Wealthy tourists, underpaid staff: Can Barcelona's new tourism strategy fix precarious jobs?
Catalan capital aims to attract 'quality tourists' who spend more and stay longer, but workers in the sector remain underpaid and face deep wage inequalities

Barcelona has been recently promoting a tourism model centered on 'quality tourism', seeking wealthier visitors who stay longer, travel throughout the year, and spread across Catalonia.
The official argument is that this type of visitor can help create more stable and higher-quality jobs, especially if demand is spread across the year to reduce seasonal employment.
Critics, however, argue that this model does not necessarily translate into better working conditions. While quality tourism may create more jobs than short-term rental platforms such as Airbnb, the benefits are far from evenly distributed.
At the same time, reversing the structural issues of the sector remains difficult: tourism jobs are among the lowest paid, and wage inequality within the sector is striking.
How salaries compare to other sectors
According to official government data, the average annual salary of a tourism-sector worker in Catalonia was €23,619 in 2023, the most recent year with available figures. This is 22% below the Catalan average of €30,500.
In Barcelona, where the economy depends more heavily on tourism, the gap is even wider. The city's average pre-tax salary in 2023 was €35,813, while workers in the sector earned 26% less, averaging €26,515, according to the Tourism Observatory of Barcelona.
The situation has improved slightly compared to the pandemic years, when the gap widened to 43%, and the disparity is now closer to pre-pandemic levels.
Yet averages hide even deeper divides. A small minority of workers earn significantly more, while the majority remain at the bottom of the pay scale.
The lowest-paid jobs are in food and beverage services such as cooks and waitstaff in bars and restaurants, who earn an average of €18,911 per year. This is also the largest category, comprising nearly half of all tourism workers in Barcelona.

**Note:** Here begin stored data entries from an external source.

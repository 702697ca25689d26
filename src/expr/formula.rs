use super::eval::{Bindings, evaluate};
use super::format::format_template;
use super::parser::{Expr, parse_expression_list};
use super::{EvaluationContext, ExprError};
use crate::value::Value;

/// A curve value formula: one expression, or a format template followed by
/// the expressions that fill it.
#[derive(Debug, Clone)]
pub struct Formula {
    source: String,
    parts: Vec<Expr>,
}

impl Formula {
    pub fn parse(source: &str) -> Result<Self, ExprError> {
        let parts = parse_expression_list(source)?;
        Ok(Self {
            source: source.to_string(),
            parts,
        })
    }

    pub fn source(&self) -> &str {
        &self.source
    }

    /// Column names referenced anywhere in the formula, as written.
    pub fn columns(&self) -> Vec<String> {
        let mut columns = Vec::new();
        for part in &self.parts {
            part.visit(&mut |node| {
                if let Expr::Column(name) = node {
                    if !columns.contains(name) {
                        columns.push(name.clone());
                    }
                }
            });
        }
        columns
    }

    pub fn evaluate(
        &self,
        ctx: &EvaluationContext,
        bindings: &Bindings<'_>,
    ) -> Result<Value, ExprError> {
        if let [single] = self.parts.as_slice() {
            return evaluate(single, ctx, bindings);
        }

        let values = self
            .parts
            .iter()
            .map(|part| evaluate(part, ctx, bindings))
            .collect::<Result<Vec<_>, _>>()?;

        if self.parts[0].is_string_literal() {
            let template = values[0].to_string();
            return Ok(Value::Text(format_template(&template, &values[1..])?));
        }

        let joined = values
            .iter()
            .map(ToString::to_string)
            .collect::<Vec<_>>()
            .join(" ");
        Ok(Value::Text(joined))
    }
}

Accommodation services, such as hotel staff, make up the second-largest group, accounting for 14% of contracts. Their average salary, €24,188 annually, also falls below the sector-wide average.
Together, these two categories represent 68% of all jobs in the sector, both well under the overall average wage.
By contrast, higher-paid jobs are fewer in number. Tourism-related transport workers earn €37,595 on average, but represent just 13% of the workforce, driven largely by better-paid positions in air travel.
Travel agency and tour operator staff also enjoy higher pay, averaging €34,785, though they account for only 5% of workers. Similarly, jobs in "other services", a category covering car rentals, entertainment, or trade fair organization, average €37,484.
Despite persistent pay inequalities, one positive trend in recent years has been the reduction of temporary contracts, a long-standing issue in the tourism industry.
Before the pandemic, more than 30% of tourism workers in Catalonia were on temporary contracts. Today, that number has fallen to 13%, very close to the overall Catalan average of 12%.
This improvement is partly due to the quality tourism strategy, which encourages visitors to spread their trips throughout the year. In 2025, for example, visitor numbers in Catalonia grew 12% in January while declining 1% in July.
Labor reforms passed by the Spanish Congress have also contributed, making it easier to reduce temporary contracts and promote more stable employment in the sector.
Can wealthier tourists solve the problem?
"Tourism is not a very good distributor of wealth," says José Mansilla, a professor at the Autonomous University of Barcelona (UAB) specializing in tourism, speaking to Catalan News. "It’s an activity that does not pay very well to the workers but gets high returns to business owners," he adds.
According to Mansilla, in most sectors in Spain, profits are split roughly 50–50 between business owners and employees. In tourism, however, "that distribution goes to 80% for the employer and 20% for the worker."
His research has also documented exploitative practices. In one case, he found that one of Barcelona’s most luxurious hotels was seeking nine interns for the month of August with a salary of just €450. "That is less than what they make for one room in one night," he explains. "It is not an internship, it is free labour."
Carla Izcara, a researcher at Alba Sud specializing in tourism, shares similar concerns. "Not because tourists have a higher acquisitive power, it means that then there is a major redistribution of the benefits," she says.
"This type of tourism does not raise salaries nor create better working conditions. Sometimes it even increases the use of water, resources, and energy. At a social level, what it does is generate more exclusive spaces," she adds.